Problem to solve
In the listing below, find the line containing "type Out = Array3<VarId>;" and the line containing "use crate::solver::SolveLimits;". Repeat exactly those two lines and every line between them, nothing more.

═══ Records for this exercise ═══

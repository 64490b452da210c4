use std::ops::Range;

use ndarray::{Array, Array2, Array3, Dimension};
use typed_index_collections::{TiSlice, TiVec};

use super::{VarId, VarKind, VarType, VariableDef};

pub trait AddVars {
    type Out;

    /// Declare one variable per index in `self`, named `{base_name}_{index}`
    fn vars(
        &self,
        store: &mut TiVec<VarId, VariableDef>,
        base_name: &str,
        kind: VarKind,
        vtype: VarType,
        bounds: &Range<f64>,
    ) -> Self::Out;

    /// Non-negative integer variables
    fn integer(
        &self,
        store: &mut TiVec<VarId, VariableDef>,
        base_name: &str,
        kind: VarKind,
    ) -> Self::Out {
        self.vars(store, base_name, kind, VarType::Integer, &(0.0..f64::INFINITY))
    }

    /// Non-negative continuous variables
    fn cont(
        &self,
        store: &mut TiVec<VarId, VariableDef>,
        base_name: &str,
        kind: VarKind,
    ) -> Self::Out {
        self.vars(store, base_name, kind, VarType::Continuous, &(0.0..f64::INFINITY))
    }
}

fn declare(
    store: &mut TiVec<VarId, VariableDef>,
    name: String,
    kind: VarKind,
    vtype: VarType,
    bounds: &Range<f64>,
) -> VarId {
    let id = VarId::from(store.len());
    store.push(VariableDef {
        name,
        kind,
        vtype,
        lower: bounds.start,
        upper: bounds.end,
    });
    id
}

impl AddVars for (usize, usize) {
    type Out = Array2<VarId>;

    fn vars(
        &self,
        store: &mut TiVec<VarId, VariableDef>,
        base_name: &str,
        kind: VarKind,
        vtype: VarType,
        bounds: &Range<f64>,
    ) -> Self::Out {
        Array2::from_shape_fn(*self, |(i, t)| {
            declare(store, format!("{}_{}_{}", base_name, i, t), kind, vtype, bounds)
        })
    }
}

impl AddVars for (usize, usize, usize) {
    type Out = Array3<VarId>;

    fn vars(
        &self,
        store: &mut TiVec<VarId, VariableDef>,
        base_name: &str,
        kind: VarKind,
        vtype: VarType,
        bounds: &Range<f64>,
    ) -> Self::Out {
        Array3::from_shape_fn(*self, |(i, j, t)| {
            let name = format!("{}_{}_{}_{}", base_name, i, j, t);
            declare(store, name, kind, vtype, bounds)
        })
    }
}

/// Converts arrays of variables into arrays of their solved values
pub trait ConvertVars {
    type Out;
    fn convert(&self, values: &TiSlice<VarId, f64>) -> Self::Out;
}

impl<D: Dimension> ConvertVars for Array<VarId, D> {
    type Out = Array<f64, D>;

    fn convert(&self, values: &TiSlice<VarId, f64>) -> Self::Out {
        self.map(|var| values[*var])
    }
}

#[cfg(test)]
mod tests {
    use super::*;

    #[test]
    fn declares_in_row_major_order_with_indexed_names() {
        let mut store = TiVec::new();
        let a = (2, 2, 3).integer(&mut store, "A", VarKind::Transfer);
        let d = (2, 3).integer(&mut store, "D", VarKind::Idle);

        assert_eq!(store.len(), 12 + 6);
        assert_eq!(store[a[(1, 0, 2)]].name, "A_1_0_2");
        assert_eq!(store[d[(1, 2)]].name, "D_1_2");
        assert_eq!(usize::from(a[(0, 0, 1)]), 1);
        assert_eq!(usize::from(d[(0, 0)]), 12);
        assert!(store
            .iter()
            .all(|v| v.vtype == VarType::Integer && v.lower == 0.0 && v.upper.is_infinite()));
    }

    #[test]
    fn convert_reads_values_by_id() {
        let mut store = TiVec::new();
        let h = (1, 3).cont(&mut store, "H", VarKind::Backlog);
        let values: TiVec<VarId, f64> = vec![4.0, 5.0, 6.0].into();

        let solved = h.convert(&values);
        assert_eq!(solved.into_raw_vec(), vec![4.0, 5.0, 6.0]);
    }
}
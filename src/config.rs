use std::time::Duration;

use serde::{Deserialize, Serialize};

use crate::error::{Error, Result};
use crate::solver::SolveLimits;

/// Weight of one unit of backlog in the objective, before the time discount
pub const BACKLOG_WEIGHT: f64 = 100.0;

fn default_backlog_weight() -> f64 {
    BACKLOG_WEIGHT
}

/// The fixed sets and scalars shared by the forecast and the model of a single run.
#[derive(Debug, Clone, PartialEq, Serialize, Deserialize)]
pub struct PlanningConfig {
    /// Number of locations, `N`
    locations: usize,
    /// Length of the planning horizon in days, `T`
    days: usize,
    /// Average length of stay; occupied capacity is freed after `epsilon` days
    epsilon: usize,
    /// Weight of backlog in the objective
    #[serde(default = "default_backlog_weight")]
    backlog_weight: f64,
    /// Time limit handed to the solver, in seconds
    #[serde(default)]
    time_limit: Option<f64>,
}

impl PlanningConfig {
    pub fn new(locations: usize, days: usize, epsilon: usize) -> Result<PlanningConfig> {
        let config = PlanningConfig {
            locations,
            days,
            epsilon,
            backlog_weight: BACKLOG_WEIGHT,
            time_limit: None,
        };
        config.validate()?;
        Ok(config)
    }

    pub fn with_backlog_weight(mut self, weight: f64) -> Result<PlanningConfig> {
        self.backlog_weight = weight;
        self.validate()?;
        Ok(self)
    }

    pub fn with_time_limit(mut self, limit: Duration) -> Result<PlanningConfig> {
        self.time_limit = Some(limit.as_secs_f64());
        self.validate()?;
        Ok(self)
    }

    /// Checks the invariants of a configuration, which matters for deserialized ones
    pub fn validate(&self) -> Result<()> {
        if self.locations == 0 {
            return Err(Error::InvalidParameter(
                "there must be at least one location".to_string(),
            ));
        }
        if self.days == 0 {
            return Err(Error::InvalidParameter(
                "the planning horizon must be at least one day".to_string(),
            ));
        }
        if self.epsilon == 0 {
            return Err(Error::InvalidParameter(
                "epsilon must be strictly positive".to_string(),
            ));
        }
        if !(self.backlog_weight.is_finite() && self.backlog_weight > 0.0) {
            return Err(Error::InvalidParameter(format!(
                "backlog weight must be positive, got {}",
                self.backlog_weight
            )));
        }
        if let Some(limit) = self.time_limit {
            if !(limit > 0.0 && Duration::try_from_secs_f64(limit).is_ok()) {
                return Err(Error::InvalidParameter(format!(
                    "time limit must be a positive number of seconds within range, got {}",
                    limit
                )));
            }
        }
        Ok(())
    }

    /// The number of locations
    pub fn locations(&self) -> usize {
        self.locations
    }

    /// The number of days in the planning horizon
    pub fn days(&self) -> usize {
        self.days
    }

    pub fn epsilon(&self) -> usize {
        self.epsilon
    }

    pub fn backlog_weight(&self) -> f64 {
        self.backlog_weight
    }

    /// Whether the horizon is longer than the turnover window, i.e. capacity is recycled
    pub fn recycles_capacity(&self) -> bool {
        self.days > self.epsilon
    }

    pub fn solve_limits(&self) -> Result<SolveLimits> {
        let time_limit = self
            .time_limit
            .map(|limit| {
                Duration::try_from_secs_f64(limit).map_err(|err| {
                    Error::InvalidParameter(format!("time limit of {} s: {}", limit, err))
                })
            })
            .transpose()?;
        Ok(SolveLimits { time_limit })
    }
}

═══

Written answer
    type Out = Array3<VarId>;

    fn vars(
        &self,
        store: &mut TiVec<VarId, VariableDef>,
        base_name: &str,
        kind: VarKind,
        vtype: VarType,
        bounds: &Range<f64>,
    ) -> Self::Out {
        Array3::from_shape_fn(*self, |(i, j, t)| {
            let name = format!("{}_{}_{}_{}", base_name, i, j, t);
            declare(store, name, kind, vtype, bounds)
        })
    }
}

/// Converts arrays of variables into arrays of their solved values
pub trait ConvertVars {
    type Out;
    fn convert(&self, values: &TiSlice<VarId, f64>) -> Self::Out;
}

impl<D: Dimension> ConvertVars for Array<VarId, D> {
    type Out = Array<f64, D>;

    fn convert(&self, values: &TiSlice<VarId, f64>) -> Self::Out {
        self.map(|var| values[*var])
    }
}

#[cfg(test)]
mod tests {
    use super::*;

    #[test]
    fn declares_in_row_major_order_with_indexed_names() {
        let mut store = TiVec::new();
        let a = (2, 2, 3).integer(&mut store, "A", VarKind::Transfer);
        let d = (2, 3).integer(&mut store, "D", VarKind::Idle);

        assert_eq!(store.len(), 12 + 6);
        assert_eq!(store[a[(1, 0, 2)]].name, "A_1_0_2");
        assert_eq!(store[d[(1, 2)]].name, "D_1_2");
        assert_eq!(usize::from(a[(0, 0, 1)]), 1);
        assert_eq!(usize::from(d[(0, 0)]), 12);
        assert!(store
            .iter()
            .all(|v| v.vtype == VarType::Integer && v.lower == 0.0 && v.upper.is_infinite()));
    }

    #[test]
    fn convert_reads_values_by_id() {
        let mut store = TiVec::new();
        let h = (1, 3).cont(&mut store, "H", VarKind::Backlog);
        let values: TiVec<VarId, f64> = vec![4.0, 5.0, 6.0].into();

        let solved = h.convert(&values);
        assert_eq!(solved.into_raw_vec(), vec![4.0, 5.0, 6.0]);
    }
}
filename src/config.rs
use std::time::Duration;

use serde::{Deserialize, Serialize};

use crate::error::{Error, Result};
use crate::solver::SolveLimits;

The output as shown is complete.